YA BOOK REVIEW- Little Blog on the Prairie by Cathleen Davitt Bell

While browsing the YA section of our library recently, I came across The Little Blog on the Prairie by Cathleen Davitt Bell. The premise sounded so cute, I couldn’t resist. Thirteen-year-old Genevieve Walsh anticipated a summer of soccer with her friends until she learned her mother had signed the family up for Camp Frontier– a living history pioneer camp. Gen, her younger brother, and her parents were going back to the 1890's for the summer. No modern possessions allowed. They had to live in a one-room house, feed themselves by farming, and earn points by improving the land in some way over the course of their stay. To a modern teen, this is no vacation but a sadistic punishment inflicted by her mother. Gen finds a way around the rules, inadvertently launching a blog about her experiences that becomes a raging success.

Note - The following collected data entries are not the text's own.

use std::path::PathBuf;
use std::process::ExitCode;

use clap::{ArgAction, Parser};
use vmm_sim::{AddressSource, SimConfig};

#[derive(Parser)]
#[command(name = "vmm-sim")]
#[command(about = "Demand-paged virtual memory simulator with a 16-entry TLB")]
#[command(version)]
struct Cli {
    /// Backing store image, at least 65536 bytes (256 pages of 256 bytes)
    backing_store: PathBuf,

    /// File with one logical address per line, or `-` for stdin
    addresses: PathBuf,

    /// Physical frames available for demand paging (1-256)
    #[arg(long, default_value_t = mmu::FRAMES)]
    frames: usize,

    /// Only print the final statistics
    #[arg(long)]
    summary_only: bool,

    /// Raise log verbosity (-v info, -vv debug, -vvv trace)
    #[arg(short, long, action = ArgAction::Count)]
    verbose: u8,
}

fn init_logger(verbose: u8) {
    let level = match verbose {
        0 => "warn",
        1 => "info",
        2 => "debug",
        _ => "trace",
    };
    env_logger::Builder::from_env(env_logger::Env::default().default_filter_or(level)).init();
}

fn main() -> ExitCode {
    let cli = Cli::parse();
    init_logger(cli.verbose);

    let config = SimConfig::new(cli.backing_store, AddressSource::from_arg(&cli.addresses))
        .summary_only(cli.summary_only)
        .frames(cli.frames);

    match config.and_then(|config| vmm_sim::simulate(&config)) {
        Ok(_) => ExitCode::SUCCESS,
        Err(e) => {
            eprintln!("Error: {}", e);
            e.exit_code()
        }
    }
}
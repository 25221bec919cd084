use thiserror::Error;

#[derive(Error, Debug, PartialEq)]
pub enum MemoryError {
    #[error("address is past the end of physical memory")]
    OverCapacity,
    #[error("block does not match the frame size")]
    IncorrectFrameSize,
}

/// Byte-addressed main memory split into `FRAME_SIZE`-byte frames.
#[derive(Clone)]
pub struct PhysicalMemory<const FRAME_SIZE: usize, const CAPACITY: usize> {
    buffer: Box<[u8]>,
}

impl<const FRAME_SIZE: usize, const CAPACITY: usize> PhysicalMemory<FRAME_SIZE, CAPACITY> {
    pub fn new() -> Self {
        let c = (CAPACITY as f64).log2();
        assert!(
            ((c - c.round()).abs() < 1e-20),
            "Capacity {} is not a multiply of 2",
            CAPACITY
        );
        assert_eq!(
            CAPACITY % FRAME_SIZE,
            0,
            "Capacity must be a multiply of FrameSize"
        );
        Self {
            buffer: vec![0; CAPACITY].into_boxed_slice(),
        }
    }

    fn check_address(&self, address: u64) -> Result<(), MemoryError> {
        if address as usize >= CAPACITY {
            return Err(MemoryError::OverCapacity);
        }
        Ok(())
    }

    pub fn read_u8(&self, address: u64) -> Result<u8, MemoryError> {
        self.check_address(address)?;
        Ok(self.buffer[address as usize])
    }

    /// Reads the byte at `address` as a signed value.
    pub fn read_i8(&self, address: u64) -> Result<i8, MemoryError> {
        Ok(self.read_u8(address)? as i8)
    }

    /// Overwrites a whole frame.
    pub fn write_frame(&mut self, frame_number: u32, block: &[u8]) -> Result<(), MemoryError> {
        if block.len() != FRAME_SIZE {
            return Err(MemoryError::IncorrectFrameSize);
        }
        let start = frame_number as usize * FRAME_SIZE;
        self.check_address(start as u64)?;
        self.buffer[start..start + FRAME_SIZE].copy_from_slice(block);
        Ok(())
    }
}

impl<const FRAME_SIZE: usize, const CAPACITY: usize> Default for PhysicalMemory<FRAME_SIZE, CAPACITY> {
    fn default() -> Self {
        Self::new()
    }
}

So Gen’s summer is "saved," but what about everyone else’s?

The idea for the book appealed to me on a couple of levels.

I’ve always loved the Little House books. It was a special treat to read the whole series with my daughter and then to discover the spin-off novels about the previous generations. We managed to chase down all the original unabridged versions which have, unfortunately, gone out of print. They’re so much richer than the watered down versions...but that’s not the point of this post so I’ll back away from that tangent. Suffice to say a modern book harkening back to prairie days caught my eye.

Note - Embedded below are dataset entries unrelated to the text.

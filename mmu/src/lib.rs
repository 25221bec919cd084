pub mod address;
pub mod page_table;
pub mod tlb;
pub mod translator;

pub use page_table::{FrameAllocator, PageTable, PageTableError};
pub use tlb::Tlb;
pub use translator::{BackingStore, Stats, Translation, TranslationError, Translator};

/// Bytes per page and per frame.
pub const PAGE_SIZE: usize = 256;
/// Distinct logical pages addressable by the 8-bit page field.
pub const PAGES: usize = 256;
/// Physical frames; equal to `PAGES`, so every page can stay resident.
pub const FRAMES: usize = 256;
pub const MEMORY_SIZE: usize = FRAMES * PAGE_SIZE;
pub const BACKING_STORE_SIZE: usize = PAGES * PAGE_SIZE;
pub const TLB_ENTRIES: usize = 16;
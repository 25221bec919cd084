/// Hands out physical frames in increasing order, starting at frame 0.
///
/// Frames are never returned. `limit` caps how many of the
/// `MEMORY_CAPACITY / FRAME_SIZE` frames may be handed out.
#[derive(Debug, Clone)]
pub struct FrameAllocator<const MEMORY_CAPACITY: usize, const FRAME_SIZE: usize> {
    next_free: u32,
    limit: u32,
}

impl<const MEMORY_CAPACITY: usize, const FRAME_SIZE: usize>
    FrameAllocator<MEMORY_CAPACITY, FRAME_SIZE>
{
    /// How many frames the physical memory holds
    pub fn frames() -> usize {
        MEMORY_CAPACITY / FRAME_SIZE
    }

    /// Allocator restricted to the first `limit` frames (clamped to the
    /// memory size).
    pub fn with_limit(limit: usize) -> Self {
        Self {
            next_free: 0,
            limit: limit.min(Self::frames()) as u32,
        }
    }

    pub fn allocate_frame(&mut self) -> Option<u32> {
        if self.next_free >= self.limit {
            log::debug!("No free frames");
            return None;
        }
        let frame = self.next_free;
        self.next_free += 1;
        Some(frame)
    }

    pub fn free_count(&self) -> u32 {
        self.limit - self.next_free
    }
}

#[cfg(test)]
mod tests {
    use super::*;

    #[test]
    fn test_frames() {
        assert_eq!(FrameAllocator::<1024, 256>::frames(), 4);
        assert_eq!(FrameAllocator::<65536, 256>::frames(), 256);
    }

    #[test]
    fn test_allocate_frame() {
        let mut allocator = FrameAllocator::<1024, 256>::with_limit(4);
        assert_eq!(allocator.allocate_frame(), Some(0));
        assert_eq!(allocator.allocate_frame(), Some(1));
        assert_eq!(allocator.free_count(), 2);
    }

    #[test]
    fn test_allocate_frame_full() {
        let mut allocator = FrameAllocator::<1024, 256>::with_limit(4);
        for frame in 0..4 {
            assert_eq!(allocator.allocate_frame(), Some(frame));
        }
        assert_eq!(allocator.allocate_frame(), None);
        // A failed allocation leaves the cursor alone.
        assert_eq!(allocator.free_count(), 0);
        assert_eq!(allocator.allocate_frame(), None);
    }

    #[test]
    fn test_limit() {
        let mut allocator = FrameAllocator::<1024, 256>::with_limit(1);
        assert_eq!(allocator.allocate_frame(), Some(0));
        assert_eq!(allocator.allocate_frame(), None);

        let allocator = FrameAllocator::<1024, 256>::with_limit(100);
        assert_eq!(allocator.free_count(), 4);
    }
}
/// This table maps a logical page to the frame in physical memory holding it
/// Each entry represent a map from page ---> frame
#[derive(Clone, Copy, Debug, PartialEq, Eq)]
pub struct PageTableEntry {
    /// | frame number: u32 |
    pub(super) entry: [u8; 4],
}

impl PageTableEntry {
    pub(super) fn zero() -> Self {
        PageTableEntry { entry: [0; 4] }
    }

    pub fn get_frame_number(&self) -> u32 {
        u32::from_be_bytes(self.entry)
    }

    pub(super) fn set_frame_number(&mut self, frame_number: u32) {
        self.entry = frame_number.to_be_bytes();
    }
}
use std::{
    fs::File,
    io::{self, BufRead, BufReader, BufWriter, Read, Seek, Write},
};

use log::info;
use mmu::{BackingStore, Stats, Translator};

pub mod config;
pub mod error;
pub mod input;
pub mod report;

pub use config::{AddressSource, SimConfig};
pub use error::{Result, SimError};

use input::AddressReader;

/// Feeds every address in `addresses` through `translator`, writing one
/// record per address (unless `summary_only`) followed by the summary.
///
/// Stops at the first failed translation; records already written stay in
/// `out` and no summary is written.
pub fn run<S, R, W>(
    translator: &mut Translator<S>,
    addresses: R,
    out: &mut W,
    summary_only: bool,
) -> Result<Stats>
where
    S: Read + Seek,
    R: BufRead,
    W: Write,
{
    for (index, address) in AddressReader::new(addresses).enumerate() {
        let address = address?;
        let translation = translator
            .translate(address)
            .map_err(|source| SimError::Translation {
                line: index + 1,
                source,
            })?;
        if !summary_only {
            report::write_translation(out, &translation)?;
        }
    }

    let stats = translator.stats();
    report::write_summary(out, &stats)?;
    out.flush()?;
    Ok(stats)
}

/// Opens the inputs named by `config` and runs a fresh translator over them,
/// reporting to stdout.
pub fn simulate(config: &SimConfig) -> Result<Stats> {
    let backing_store =
        BackingStore::<File>::open(&config.backing_store).map_err(|source| {
            SimError::BackingStore {
                path: config.backing_store.clone(),
                source,
            }
        })?;
    let addresses: Box<dyn BufRead> = match &config.addresses {
        AddressSource::Stdin => Box::new(io::stdin().lock()),
        AddressSource::File(path) => {
            let file = File::open(path).map_err(|source| SimError::AddressStream {
                path: path.clone(),
                source,
            })?;
            Box::new(BufReader::new(file))
        }
    };

    info!(
        "Translating with {} frame(s) over backing store {}",
        config.frames,
        backing_store.name()
    );
    let mut translator = Translator::with_frames(backing_store, config.frames);
    let mut out = BufWriter::new(io::stdout().lock());
    let result = run(&mut translator, addresses, &mut out, config.summary_only);
    out.flush()?;

    let stats = result?;
    info!(
        "Done: {} addresses, {} page faults, {} TLB hits",
        stats.translated, stats.page_faults, stats.tlb_hits
    );
    Ok(stats)
}
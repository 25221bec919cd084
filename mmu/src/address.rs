//! Splitting logical addresses and composing physical ones.
//!
//! A logical address is `| page: 8 bits | offset: 8 bits |`. Bits above the
//! page field are ignored.

pub const OFFSET_BITS: u32 = 8;
pub const OFFSET_MASK: i32 = 0xFF;
pub const PAGE_MASK: i32 = 0xFF;

/// Returns `(page, offset)` for a logical address.
#[inline]
pub fn split(address: i32) -> (u32, u32) {
    let offset = address & OFFSET_MASK;
    let page = (address >> OFFSET_BITS) & PAGE_MASK;
    (page as u32, offset as u32)
}

#[inline]
pub fn compose(frame: u32, offset: u32) -> u32 {
    (frame << OFFSET_BITS) | offset
}
use std::path::PathBuf;
use std::process::ExitCode;

use disk::DiskError;
use mmu::TranslationError;
use thiserror::Error;

pub type Result<T> = std::result::Result<T, SimError>;

#[derive(Error, Debug)]
pub enum SimError {
    #[error("Cannot open backing store {path}: {source}")]
    BackingStore { path: PathBuf, source: DiskError },

    #[error("Cannot open address file {path}: {source}")]
    AddressStream {
        path: PathBuf,
        source: std::io::Error,
    },

    #[error("Frame count must be between 1 and {max}, got {0}", max = mmu::FRAMES)]
    InvalidFrames(usize),

    #[error("Line {line}: {source}")]
    Translation {
        line: usize,
        source: TranslationError,
    },

    #[error("IO error: {0}")]
    Io(#[from] std::io::Error),
}

impl SimError {
    /// Exit status for errors raised after argument parsing. Usage errors
    /// never get here; clap exits with 2 for those.
    pub fn exit_code(&self) -> ExitCode {
        match self {
            Self::BackingStore { .. } | Self::AddressStream { .. } | Self::InvalidFrames(_) => {
                ExitCode::from(3)
            }
            Self::Translation { .. } => ExitCode::from(4),
            Self::Io(_) => ExitCode::from(1),
        }
    }
}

Like Gen’s mom, I harbor a fantasy/desire to live like a pioneer for a finite period of time, just to prove to myself that I can. Except unlike Gen’s mom, deep down I know I can’t!

Back to The Little Blog on the Prairie: Gen is a normal kid. She can be uncooperative and bratty, but she’s thirteen. At that age, the little injustices inflicted by one’s parents or siblings naturally lead to a certain passive-aggressiveness. She doesn’t want to be on this bizarre summer family vacation, she wants to be at soccer camp with her friends. And while I have a certain sympathy for the mom, I imagine a tween/teen reader would be whole-heartedly on Gen’s side. What on earth has her mom done to her? It isn’t just Gen. Dad is miserable too. So if Gen manages to bend the rules (no electronic gadgets) in order to keep in contact with her friends on the outside, and then they post her complaints as a blog– well, it’s not like she’s done anything criminal. If her complaints are amusing, sometimes snarky, particularly regarding her archenemy, Nora, the daughter of the camp owners, well, it doesn’t mean Gen is a bad person. Right? Nora is mean and deserves it. But Gen learns that the consequences of her actions can be enormous.

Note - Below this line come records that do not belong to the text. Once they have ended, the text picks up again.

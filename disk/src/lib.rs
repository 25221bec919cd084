use std::{
    fs::File,
    io::{Cursor, Read, Seek, SeekFrom},
    path::Path,
};

use log::{debug, info};
use thiserror::Error;

#[derive(Error, Debug)]
pub enum DiskError {
    #[error("block number is past the end of the disk")]
    OverCapacity,
    /// The source holds fewer bytes than the disk geometry requires
    #[error("backing store holds {actual} bytes, at least {expected} are required")]
    TooSmall { expected: u64, actual: u64 },
    #[error("backing store I/O: {0}")]
    Io(#[from] std::io::Error),
}

/// Read-only block device backing the simulated address space.
///
/// Block `n` holds the initial contents of logical page `n`. The source is
/// never written to.
#[derive(Debug)]
pub struct Disk<const BLOCKSIZE: usize, const CAPACITY: usize, S = File> {
    name: String,
    source: S,
}

fn check_geometry<const BLOCKSIZE: usize, const CAPACITY: usize>(len: u64) -> Result<(), DiskError> {
    assert_eq!(
        CAPACITY % BLOCKSIZE,
        0,
        "Capacity must be a multiply of BlockSize"
    );
    if len < CAPACITY as u64 {
        return Err(DiskError::TooSmall {
            expected: CAPACITY as u64,
            actual: len,
        });
    }
    Ok(())
}

impl<const BLOCKSIZE: usize, const CAPACITY: usize> Disk<BLOCKSIZE, CAPACITY, File> {
    pub fn open<P: AsRef<Path>>(path: P) -> Result<Self, DiskError> {
        let path = path.as_ref();
        let file = File::options().read(true).open(path)?;
        let len = file.metadata()?.len();
        check_geometry::<BLOCKSIZE, CAPACITY>(len)?;
        info!("Opened backing store {} ({} bytes)", path.display(), len);
        Ok(Self {
            name: path.display().to_string(),
            source: file,
        })
    }
}

impl<const BLOCKSIZE: usize, const CAPACITY: usize> Disk<BLOCKSIZE, CAPACITY, Cursor<Vec<u8>>> {
    /// Disk backed by an in-memory image instead of a file.
    pub fn from_bytes(name: &str, bytes: Vec<u8>) -> Result<Self, DiskError> {
        check_geometry::<BLOCKSIZE, CAPACITY>(bytes.len() as u64)?;
        Ok(Self {
            name: String::from(name),
            source: Cursor::new(bytes),
        })
    }
}

impl<const BLOCKSIZE: usize, const CAPACITY: usize, S: Read + Seek> Disk<BLOCKSIZE, CAPACITY, S> {
    pub fn blocks() -> usize {
        CAPACITY / BLOCKSIZE
    }

    pub fn name(&self) -> &str {
        &self.name
    }

    pub fn read_block(&mut self, block_number: usize) -> Result<Box<[u8; BLOCKSIZE]>, DiskError> {
        if block_number >= Self::blocks() {
            return Err(DiskError::OverCapacity);
        }
        debug!("Reading block[{}] of {}", block_number, self.name);
        self.source
            .seek(SeekFrom::Start((block_number * BLOCKSIZE) as u64))?;
        let mut buf = Box::new([0; BLOCKSIZE]);
        self.source.read_exact(&mut *buf)?;
        Ok(buf)
    }
}
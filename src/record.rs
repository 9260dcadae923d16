//! Declarative binding records.

use fnv::FnvHashMap;
use serde::Deserialize;
use serde_json::Value;
use std::borrow::Cow;
use std::cmp::Ordering;

/// Identifiers of the core columns of a binding record.
pub mod fields {
    /// The namespace-prefixed unique name of the binding.
    pub const QUALIFIED_NAME: &str = "qualified_name";
    /// The developer name. Its prefix selects the kind of binding.
    pub const NAME: &str = "name";
    /// Optional scope of the target identifier.
    pub const NAMESPACE: &str = "namespace";
    /// Identifier of the thing to instantiate.
    pub const TARGET: &str = "target";

    /// The columns that are part of every read.
    pub const CORE: [&str; 4] = [QUALIFIED_NAME, NAME, NAMESPACE, TARGET];

    /// Returns true if the field is one of the core columns.
    pub fn is_core(field: &str) -> bool {
        CORE.contains(&field)
    }
}

///////////////////////////////////////////////////////////////////////////////
// Binding Record
///////////////////////////////////////////////////////////////////////////////

/// One row of the binding record store.
///
/// A record maps a developer name to a target and may carry any number of
/// extra columns.
#[derive(Debug, Clone, PartialEq, Deserialize)]
#[serde(from = "RawRecord")]
pub struct BindingRecord {
    qualified_name: String,
    name: String,
    namespace: Option<String>,
    target: String,
    extra: FnvHashMap<String, Value>,
}

impl BindingRecord {
    /// Creates a record without namespace.
    pub fn new(name: impl Into<String>, target: impl Into<String>) -> Self {
        let name = name.into();
        Self {
            qualified_name: name.clone(),
            name,
            namespace: None,
            target: target.into(),
            extra: FnvHashMap::default(),
        }
    }

    /// Places the record in a namespace. An empty namespace removes it.
    ///
    /// Unless an explicit qualified name was set, the qualified name becomes
    /// `namespace__name`.
    pub fn with_namespace(mut self, namespace: impl Into<String>) -> Self {
        let is_default = self.qualified_name == self.default_qualified_name();
        let namespace = namespace.into();
        self.namespace = Some(namespace).filter(|ns| !ns.is_empty());
        if is_default {
            self.qualified_name = self.default_qualified_name();
        }
        self
    }

    fn default_qualified_name(&self) -> String {
        match &self.namespace {
            Some(ns) => qualify(ns, &self.name),
            None => self.name.clone(),
        }
    }

    /// Sets an explicit qualified name.
    pub fn with_qualified_name(mut self, qualified_name: impl Into<String>) -> Self {
        self.qualified_name = qualified_name.into();
        self
    }

    /// Sets an extra column.
    pub fn with_field(mut self, field: impl Into<String>, value: impl Into<Value>) -> Self {
        self.extra.insert(field.into(), value.into());
        self
    }

    pub fn qualified_name(&self) -> &str {
        &self.qualified_name
    }

    pub fn name(&self) -> &str {
        &self.name
    }

    pub fn namespace(&self) -> Option<&str> {
        self.namespace.as_deref()
    }

    pub fn target(&self) -> &str {
        &self.target
    }

    /// Returns the names of the extra columns of this record.
    pub fn extra_fields(&self) -> impl Iterator<Item = &str> {
        self.extra.keys().map(String::as_str)
    }

    /// Returns the value of a column, coerced to a string.
    ///
    /// Absent columns and `null` values return `None`.
    pub fn field(&self, field: &str) -> Option<Cow<'_, str>> {
        match field {
            fields::QUALIFIED_NAME => Some(Cow::Borrowed(&self.qualified_name)),
            fields::NAME => Some(Cow::Borrowed(&self.name)),
            fields::NAMESPACE => self.namespace.as_deref().map(Cow::Borrowed),
            fields::TARGET => Some(Cow::Borrowed(&self.target)),
            _ => coerce(self.extra.get(field)?),
        }
    }

    /// Returns the value of a column for comparisons.
    pub(crate) fn scalar(&self, field: &str) -> Option<Scalar<'_>> {
        match field {
            fields::QUALIFIED_NAME | fields::NAME | fields::NAMESPACE | fields::TARGET => {
                self.field(field).map(Scalar::Text)
            }
            _ => Scalar::from_value(self.extra.get(field)?),
        }
    }

    /// Drops the extra columns that are not in the projection.
    pub(crate) fn project(mut self, columns: &[String]) -> Self {
        self.extra.retain(|k, _| columns.iter().any(|c| c == k));
        self
    }
}

fn qualify(namespace: &str, name: &str) -> String {
    format!("{}__{}", namespace, name)
}

/// Coerces a column value to a string. `null` has no string form.
pub(crate) fn coerce(value: &Value) -> Option<Cow<'_, str>> {
    match value {
        Value::Null => None,
        Value::String(s) => Some(Cow::Borrowed(s)),
        other => Some(Cow::Owned(other.to_string())),
    }
}

///////////////////////////////////////////////////////////////////////////////
// Comparable Values
///////////////////////////////////////////////////////////////////////////////

/// A non-null column value as the store compares it.
///
/// Numbers compare numerically, everything else as case-insensitive text.
#[derive(Debug, Clone, PartialEq)]
pub(crate) enum Scalar<'a> {
    Number(f64),
    Text(Cow<'a, str>),
}

impl<'a> Scalar<'a> {
    pub(crate) fn from_value(value: &'a Value) -> Option<Self> {
        match value {
            Value::Number(n) => Some(match n.as_f64() {
                Some(f) => Scalar::Number(f),
                None => Scalar::Text(Cow::Owned(n.to_string())),
            }),
            other => coerce(other).map(Scalar::Text),
        }
    }

    /// Text that reads as a number equals that number.
    pub(crate) fn matches(&self, other: &Scalar<'_>) -> bool {
        match (self, other) {
            (Scalar::Number(a), Scalar::Number(b)) => a == b,
            (Scalar::Text(a), Scalar::Text(b)) => a.to_lowercase() == b.to_lowercase(),
            (Scalar::Number(n), Scalar::Text(t)) | (Scalar::Text(t), Scalar::Number(n)) => {
                t.trim().parse::<f64>().map_or(false, |v| v == *n)
            }
        }
    }

    /// Ascending order. Numbers sort before text.
    pub(crate) fn compare(&self, other: &Scalar<'_>) -> Ordering {
        match (self, other) {
            (Scalar::Number(a), Scalar::Number(b)) => a.total_cmp(b),
            (Scalar::Text(a), Scalar::Text(b)) => a.to_lowercase().cmp(&b.to_lowercase()),
            (Scalar::Number(_), Scalar::Text(_)) => Ordering::Less,
            (Scalar::Text(_), Scalar::Number(_)) => Ordering::Greater,
        }
    }
}

///////////////////////////////////////////////////////////////////////////////
// Deserialization
///////////////////////////////////////////////////////////////////////////////

#[derive(Deserialize)]
struct RawRecord {
    #[serde(default)]
    qualified_name: Option<String>,
    name: String,
    #[serde(default)]
    namespace: Option<String>,
    target: String,
    #[serde(flatten)]
    extra: FnvHashMap<String, Value>,
}

impl From<RawRecord> for BindingRecord {
    fn from(raw: RawRecord) -> Self {
        let namespace = raw.namespace.filter(|ns| !ns.is_empty());
        let qualified_name = match (raw.qualified_name, &namespace) {
            (Some(qn), _) => qn,
            (None, Some(ns)) => qualify(ns, &raw.name),
            (None, None) => raw.name.clone(),
        };
        Self {
            qualified_name,
            name: raw.name,
            namespace,
            target: raw.target,
            extra: raw.extra,
        }
    }
}

///////////////////////////////////////////////////////////////////////////////
// Tests
///////////////////////////////////////////////////////////////////////////////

While the reader can probably see where this will all head in terms of character growth and eventual plot outcome, there are twists and turns and surprises that keep it all very readable and entertaining. It’s nice to see the protagonist develop true insight into her own behavior as well as empathy for others as she matures. It’s interesting to see how the family reacts when its very foundation is tested.

And, it’s fun to watch everyone struggling with life in the 1800s.

This is good clean family drama. Good for tweens and younger teens. And if you’ve ever wanted to go back in time and live Laura’s life– Little Blog on the Prairie may make you reconsider.

1 comment:

  1. Sounds an interesting book. I haven't read the Little House on the Prairie books (yet) but do remember loving the TV series way back when. I'll keep an eye out for this one.